Japan and NZ have finally agreed to cooperate in supporting Pacific Island Countries, especially their maritime security. This is big news if you know the modern history of Pacific.
My friend asked me why Japan doesn't supported the PICs by herself? That is a great question and the key to understanding PIC's politics.
Let me present an overview of the modern history of the Pacific.
European colonization of the Pacific started in 16th century and by the 19th century most Pacific Islands had been colonized. In the late 1800s Japanese merchants and fishermen expanded into the Pacific. This occurred after Commodore Matthew Perry in 1853 opened Japan to the outside with gun boast diplomacy. The two victories of Japan over China in 1895 and Russia in 1905 led to the European powers seeing them as a threat. Japan became a hypothetical enemy for the United States, New Zealand and Australia.
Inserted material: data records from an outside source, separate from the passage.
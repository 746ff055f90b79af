//! Wire amount parsing
//!
//! Amounts travel as decimal strings (preferred, precision-stable across
//! ecosystems) or plain JSON integers. Internally every amount is a positive
//! `i64`; balances are serialized back as decimal strings.

use rust_decimal::Decimal;
use rust_decimal::prelude::ToPrimitive;
use serde::Deserialize;
use thiserror::Error;

#[derive(Debug, Error, PartialEq)]
pub enum AmountError {
    #[error("Invalid amount format: {0}")]
    InvalidFormat(String),

    #[error("Amount must be a whole number: {0}")]
    Fractional(String),

    #[error("Amount must be positive: {0}")]
    NotPositive(String),

    #[error("Amount out of range: {0}")]
    OutOfRange(String),
}

/// Raw amount as it appears in a request body.
///
/// Kept untyped until [`parse_amount`] so the fingerprint sees the body
/// exactly as the client sent it.
#[derive(Debug, Clone, Deserialize)]
#[serde(untagged)]
pub enum WireAmount {
    Number(serde_json::Number),
    Text(String),
}

impl WireAmount {
    fn as_decimal(&self) -> Result<Decimal, AmountError> {
        let repr = match self {
            WireAmount::Number(n) => n.to_string(),
            WireAmount::Text(s) => s.trim().to_string(),
        };
        repr.parse::<Decimal>()
            .map_err(|_| AmountError::InvalidFormat(repr))
    }
}

/// Parse a wire amount into a positive integral `i64`.
pub fn parse_amount(raw: &WireAmount) -> Result<i64, AmountError> {
    let dec = raw.as_decimal()?;

    if dec.fract() != Decimal::ZERO {
        return Err(AmountError::Fractional(dec.to_string()));
    }
    if dec <= Decimal::ZERO {
        return Err(AmountError::NotPositive(dec.to_string()));
    }

    dec.trunc()
        .to_i64()
        .ok_or_else(|| AmountError::OutOfRange(dec.to_string()))
}

/// Format an integral amount or balance back to its wire form.
pub fn format_amount(value: i64) -> String {
    value.to_string()
}

#[cfg(test)]
mod tests {
    use super::*;

    fn text(s: &str) -> WireAmount {
        WireAmount::Text(s.to_string())
    }

    fn number(v: serde_json::Value) -> WireAmount {
        serde_json::from_value(v).unwrap()
    }

    #[test]
    fn test_parse_decimal_string() {
        assert_eq!(parse_amount(&text("100")).unwrap(), 100);
        assert_eq!(parse_amount(&text(" 42 ")).unwrap(), 42);
        assert_eq!(
            parse_amount(&text("9223372036854775807")).unwrap(),
            i64::MAX
        );
    }

    #[test]
    fn test_parse_json_integer() {
        assert_eq!(parse_amount(&number(serde_json::json!(100))).unwrap(), 100);
    }

    #[test]
    fn test_reject_zero_and_negative() {
        assert_eq!(
            parse_amount(&text("0")).unwrap_err(),
            AmountError::NotPositive("0".to_string())
        );
        assert!(matches!(
            parse_amount(&text("-5")).unwrap_err(),
            AmountError::NotPositive(_)
        ));
        assert!(matches!(
            parse_amount(&number(serde_json::json!(-1))).unwrap_err(),
            AmountError::NotPositive(_)
        ));
    }

    #[test]
    fn test_reject_fractions() {
        assert!(matches!(
            parse_amount(&text("1.5")).unwrap_err(),
            AmountError::Fractional(_)
        ));
        assert!(matches!(
            parse_amount(&number(serde_json::json!(2.25))).unwrap_err(),
            AmountError::Fractional(_)
        ));
    }

    #[test]
    fn test_reject_garbage_and_overflow() {
        assert!(matches!(
            parse_amount(&text("abc")).unwrap_err(),
            AmountError::InvalidFormat(_)
        ));
        assert!(matches!(
            parse_amount(&text("")).unwrap_err(),
            AmountError::InvalidFormat(_)
        ));
        // Decimal cannot represent this magnitude either; both failure modes
        // are acceptable as long as parsing refuses.
        assert!(parse_amount(&text("99999999999999999999999999999999")).is_err());
    }

    #[test]
    fn test_format_round_trip() {
        assert_eq!(format_amount(1050), "1050");
        assert_eq!(parse_amount(&text(&format_amount(77))).unwrap(), 77);
    }
}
Although the Japanese Imperial Navy protected both New Zealand and Australia under the Japan-Anglo alliance during WWI, this historical fact has been forgotten by many in those countries. Worse still, Australia pushed their "White Australian Policy" which led to the expulsion of Japanese immigrants from their land as well as Papua New Guinea and other Pacific Islands.
The evacuation of Japanese from the Pacific Ocean was a geopolitical strategy of Australia, New Zealand and the United States. To this effect it was a success by the victory of WWII. Japan subsequently lost their mandated territories in the Pacific. Japanese fishing boats were later expelled from the Pacific in the 1970s which was a direct results of New Zealand and Australia push towards the independence of Pacific Islands and obtain jurisdictional right of huge EEZ under discussion of the Law of the Sea. Prior to this the Japanese fishing boats enjoyed the freedom of ocean.
So, yes the Pacific Islands are backyard of the United States, Australia and New Zealand. This is the status quo that I have experiences after working in this region over the last 30 years. Let me give you one example. One of my first successful projects was USPNet. I spent 80% of my time and energy in discussions with metropolitan powers, i.e. Australia, New Zealand, United States and United Kingdom, rather than Pacific Islands.
The approach of Minister Taro Kono of Japan with New Zealand is absolutely right. Japan has to work with New Zealand, Australia and the United States (England, France etc.) towards the Pacific Islands which is their backyard.